I believe that although there are millions upon millions of very wonderful people in the world who do have sufficient character to rise above their own self-interest, they are in the distinct minority. And I say this not because of my intimate exposure to the darkest side of humanity in my years as a criminal prosecutor, but by being an observer of the human condition.
If you think this assessment of mine is too harsh, for those of you who believe that the bible is the word of God, in Genesis 8:20 God says, “People’s thoughts and actions are bent toward evil from childhood.” Worse yet, Ephesians 2:3 says, “All of us are born with an evil nature.” Although, as indicated, I don’t agree with the all-inclusive nature of that statement, if the bible is correct, and if, as Christianity believes, God created all of us humans, what type of monstrous maleficence would cause him to give every human an evil nature?

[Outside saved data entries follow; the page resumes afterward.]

//! Write path for recipes, follow relations and user profiles.
//!
//! Every successful write is announced on a broadcast channel so live feeds can
//! re-evaluate their windows.

use db::{
    DBService,
    models::{
        recipe::{CreateRecipe, Recipe, UpdateRecipe},
        relation::Relation,
        user_profile::{UpsertUserProfile, UserProfile},
    },
};
use thiserror::Error;
use tokio::sync::broadcast;
use tracing::{debug, info};
use uuid::Uuid;

use super::recipe_feed::RecipeFeed;

const CHANGE_CHANNEL_CAPACITY: usize = 256;

#[derive(Debug, Error)]
pub enum RecipeStoreError {
    #[error("database error: {0}")]
    Database(#[from] sqlx::Error),
    #[error("recipe not found")]
    RecipeNotFound,
    #[error("relation not found")]
    RelationNotFound,
    #[error("user not found")]
    UserNotFound,
    #[error("not allowed to modify this resource")]
    Forbidden,
    #[error("cannot follow yourself")]
    SelfFollow,
}

/// What changed in the store.
#[derive(Debug, Clone, Copy, PartialEq, Eq)]
pub enum StoreChange {
    Recipe { recipe_id: Uuid, user_id: Uuid },
    Relation { from_user_id: Uuid, to_user_id: Uuid },
    UserProfile { user_id: Uuid },
}

#[derive(Clone)]
pub struct RecipeStore {
    db: DBService,
    changes: broadcast::Sender<StoreChange>,
}

impl RecipeStore {
    pub fn new(db: DBService) -> Self {
        let (changes, _) = broadcast::channel(CHANGE_CHANNEL_CAPACITY);
        Self { db, changes }
    }

    pub fn db(&self) -> &DBService {
        &self.db
    }

    pub fn subscribe_changes(&self) -> broadcast::Receiver<StoreChange> {
        self.changes.subscribe()
    }

    /// Live source over this store's recipes.
    pub fn feed(&self) -> RecipeFeed {
        RecipeFeed::new(self.db.clone(), self.changes.clone())
    }

    fn publish(&self, change: StoreChange) {
        // No receivers just means no live feed is open.
        let receivers = self.changes.send(change).unwrap_or(0);
        debug!(?change, receivers, "Store change published");
    }

    pub async fn find_recipe(&self, id: Uuid) -> Result<Recipe, RecipeStoreError> {
        Recipe::find_by_id(&self.db.pool, id)
            .await?
            .ok_or(RecipeStoreError::RecipeNotFound)
    }

    pub async fn create_recipe(
        &self,
        user_id: Uuid,
        data: &CreateRecipe,
    ) -> Result<Recipe, RecipeStoreError> {
        let recipe = Recipe::create(&self.db.pool, user_id, data, Uuid::new_v4()).await?;
        info!(recipe_id = %recipe.id, user_id = %user_id, "Recipe created");
        self.publish(StoreChange::Recipe {
            recipe_id: recipe.id,
            user_id,
        });
        Ok(recipe)
    }

    pub async fn update_recipe(
        &self,
        user_id: Uuid,
        id: Uuid,
        data: &UpdateRecipe,
    ) -> Result<Recipe, RecipeStoreError> {
        let existing = self.find_recipe(id).await?;
        if existing.user_id != user_id {
            return Err(RecipeStoreError::Forbidden);
        }

        let recipe = Recipe::update(&self.db.pool, id, data)
            .await?
            .ok_or(RecipeStoreError::RecipeNotFound)?;
        info!(recipe_id = %id, user_id = %user_id, "Recipe updated");
        self.publish(StoreChange::Recipe {
            recipe_id: id,
            user_id,
        });
        Ok(recipe)
    }

    pub async fn delete_recipe(&self, user_id: Uuid, id: Uuid) -> Result<(), RecipeStoreError> {
        let existing = self.find_recipe(id).await?;
        if existing.user_id != user_id {
            return Err(RecipeStoreError::Forbidden);
        }

        if Recipe::delete(&self.db.pool, id).await? == 0 {
            return Err(RecipeStoreError::RecipeNotFound);
        }
        info!(recipe_id = %id, user_id = %user_id, "Recipe deleted");
        self.publish(StoreChange::Recipe {
            recipe_id: id,
            user_id,
        });
        Ok(())
    }

    pub async fn find_user(&self, id: Uuid) -> Result<UserProfile, RecipeStoreError> {
        UserProfile::find_by_id(&self.db.pool, id)
            .await?
            .ok_or(RecipeStoreError::UserNotFound)
    }

    pub async fn upsert_user(
        &self,
        id: Uuid,
        data: &UpsertUserProfile,
    ) -> Result<UserProfile, RecipeStoreError> {
        let profile = UserProfile::upsert(&self.db.pool, id, data).await?;
        self.publish(StoreChange::UserProfile { user_id: id });
        Ok(profile)
    }

    pub async fn request_follow(
        &self,
        from_user_id: Uuid,
        to_user_id: Uuid,
    ) -> Result<Relation, RecipeStoreError> {
        if from_user_id == to_user_id {
            return Err(RecipeStoreError::SelfFollow);
        }
        self.find_user(to_user_id).await?;

        let relation = Relation::request(&self.db.pool, from_user_id, to_user_id).await?;
        info!(relation_id = %relation.id, from_user_id = %from_user_id, to_user_id = %to_user_id, "Follow requested");
        self.publish(StoreChange::Relation {
            from_user_id,
            to_user_id,
        });
        Ok(relation)
    }

    /// Accept a follow request; only the followed user may confirm.
    pub async fn confirm_follow(
        &self,
        user_id: Uuid,
        relation_id: Uuid,
    ) -> Result<Relation, RecipeStoreError> {
        let relation = Relation::find_by_id(&self.db.pool, relation_id)
            .await?
            .ok_or(RecipeStoreError::RelationNotFound)?;
        if relation.to_user_id != user_id {
            return Err(RecipeStoreError::Forbidden);
        }

        let relation = Relation::confirm(&self.db.pool, relation_id)
            .await?
            .ok_or(RecipeStoreError::RelationNotFound)?;
        info!(relation_id = %relation_id, "Follow confirmed");
        self.publish(StoreChange::Relation {
            from_user_id: relation.from_user_id,
            to_user_id: relation.to_user_id,
        });
        Ok(relation)
    }

    /// Withdraw a request, unfollow, or remove a follower; either side may delete.
    pub async fn delete_relation(
        &self,
        user_id: Uuid,
        relation_id: Uuid,
    ) -> Result<(), RecipeStoreError> {
        let relation = Relation::find_by_id(&self.db.pool, relation_id)
            .await?
            .ok_or(RecipeStoreError::RelationNotFound)?;
        if relation.from_user_id != user_id && relation.to_user_id != user_id {
            return Err(RecipeStoreError::Forbidden);
        }

        Relation::delete(&self.db.pool, relation_id).await?;
        info!(relation_id = %relation_id, "Relation deleted");
        self.publish(StoreChange::Relation {
            from_user_id: relation.from_user_id,
            to_user_id: relation.to_user_id,
        });
        Ok(())
    }

    pub async fn pending_requests(&self, user_id: Uuid) -> Result<Vec<Relation>, RecipeStoreError> {
        Ok(Relation::find_pending_for(&self.db.pool, user_id).await?)
    }

    pub async fn followers(&self, user_id: Uuid) -> Result<Vec<Relation>, RecipeStoreError> {
        Ok(Relation::find_followers(&self.db.pool, user_id).await?)
    }

    pub async fn following(&self, user_id: Uuid) -> Result<Vec<Relation>, RecipeStoreError> {
        Ok(Relation::find_following(&self.db.pool, user_id).await?)
    }

    pub async fn following_ids(&self, user_id: Uuid) -> Result<Vec<Uuid>, RecipeStoreError> {
        Ok(Relation::find_confirmed_following_ids(&self.db.pool, user_id).await?)
    }
}

#[cfg(test)]
mod tests {
    use db::models::recipe::Ingredient;

    use super::*;

    fn new_recipe(title: &str) -> CreateRecipe {
        CreateRecipe {
            title: title.to_string(),
            description: Some("A weeknight staple".to_string()),
            author: None,
            plain: None,
            content: None,
            image: None,
            ingredients: vec![Ingredient {
                name: "salt".to_string(),
                amount: "a pinch".to_string(),
            }],
        }
    }

    async fn store_with_users(count: usize) -> (RecipeStore, Vec<Uuid>) {
        let store = RecipeStore::new(DBService::new_in_memory().await.unwrap());
        let mut users = Vec::new();
        for _ in 0..count {
            let id = Uuid::new_v4();
            store
                .upsert_user(id, &UpsertUserProfile::default())
                .await
                .unwrap();
            users.push(id);
        }
        (store, users)
    }

    #[tokio::test]
    async fn test_writes_publish_changes() {
        let (store, users) = store_with_users(1).await;
        let mut changes = store.subscribe_changes();

        let recipe = store.create_recipe(users[0], &new_recipe("Soup")).await.unwrap();
        assert_eq!(
            changes.recv().await.unwrap(),
            StoreChange::Recipe {
                recipe_id: recipe.id,
                user_id: users[0]
            }
        );

        store.delete_recipe(users[0], recipe.id).await.unwrap();
        assert!(matches!(
            changes.recv().await.unwrap(),
            StoreChange::Recipe { recipe_id, .. } if recipe_id == recipe.id
        ));
    }

    #[tokio::test]
    async fn test_only_owner_can_modify_recipe() {
        let (store, users) = store_with_users(2).await;
        let recipe = store.create_recipe(users[0], &new_recipe("Soup")).await.unwrap();

        let update = UpdateRecipe {
            title: Some("Stolen soup".to_string()),
            ..Default::default()
        };
        assert!(matches!(
            store.update_recipe(users[1], recipe.id, &update).await,
            Err(RecipeStoreError::Forbidden)
        ));
        assert!(matches!(
            store.delete_recipe(users[1], recipe.id).await,
            Err(RecipeStoreError::Forbidden)
        ));

        let updated = store.update_recipe(users[0], recipe.id, &update).await.unwrap();
        assert_eq!(updated.title, "Stolen soup");
        assert!(updated.updated_at >= recipe.updated_at);
    }

    #[tokio::test]
    async fn test_follow_flow() {
        let (store, users) = store_with_users(2).await;
        let (alice, bob) = (users[0], users[1]);

        assert!(matches!(
            store.request_follow(alice, alice).await,
            Err(RecipeStoreError::SelfFollow)
        ));
        assert!(matches!(
            store.request_follow(alice, Uuid::new_v4()).await,
            Err(RecipeStoreError::UserNotFound)
        ));

        let request = store.request_follow(alice, bob).await.unwrap();
        assert_eq!(store.pending_requests(bob).await.unwrap().len(), 1);
        assert!(store.following_ids(alice).await.unwrap().is_empty());

        assert!(matches!(
            store.confirm_follow(alice, request.id).await,
            Err(RecipeStoreError::Forbidden)
        ));
        store.confirm_follow(bob, request.id).await.unwrap();
        assert_eq!(store.following_ids(alice).await.unwrap(), vec![bob]);
        assert_eq!(store.followers(bob).await.unwrap().len(), 1);
        assert_eq!(store.following(alice).await.unwrap().len(), 1);

        store.delete_relation(bob, request.id).await.unwrap();
        assert!(store.following_ids(alice).await.unwrap().is_empty());
        assert!(matches!(
            store.delete_relation(bob, request.id).await,
            Err(RecipeStoreError::RelationNotFound)
        ));
    }
}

In any event, getting back to original sin, Christianity believes that we start our life not being in God’s grace, having original sin on our soul, and because of this, he cannot accept us into his home in heaven to spend eternity with him. But God wanted to find a way to get us back into his good graces. The only way he could figure out how to do this—listen to this—was to have a virgin (Mary) conceive his son (God had a son? Really?) through the power of the Holy Ghost (God, but only one of the three persons of the holy trinity), without impregnation,
5 and then, out of his infinite love for man, have his son die for our sins. Why would his son, Jesus, have to die for our sins? Because of God’s sense of justice, meaning that we have to
pay for the sinful nature we inherited from Adam, a sinful nature that God decided we had to inherit. But knowing that the debt of Adam’s sin, which was now mankind’s, was so great and the offense to God of Adam’s eating the apple was so prodigious that mankind could never find a way to pay for it, instead of
our trying to pay for our sinful nature, God took upon himself the debt we owed him by sacrificing his son on the cross as payment for our sins (Romans 5:12–21). Jesus, per Christianity, redeemed us in God’s eyes by giving his life “as a ransom” for our salvation (Matthew 20:28, 1 Peter 18–19).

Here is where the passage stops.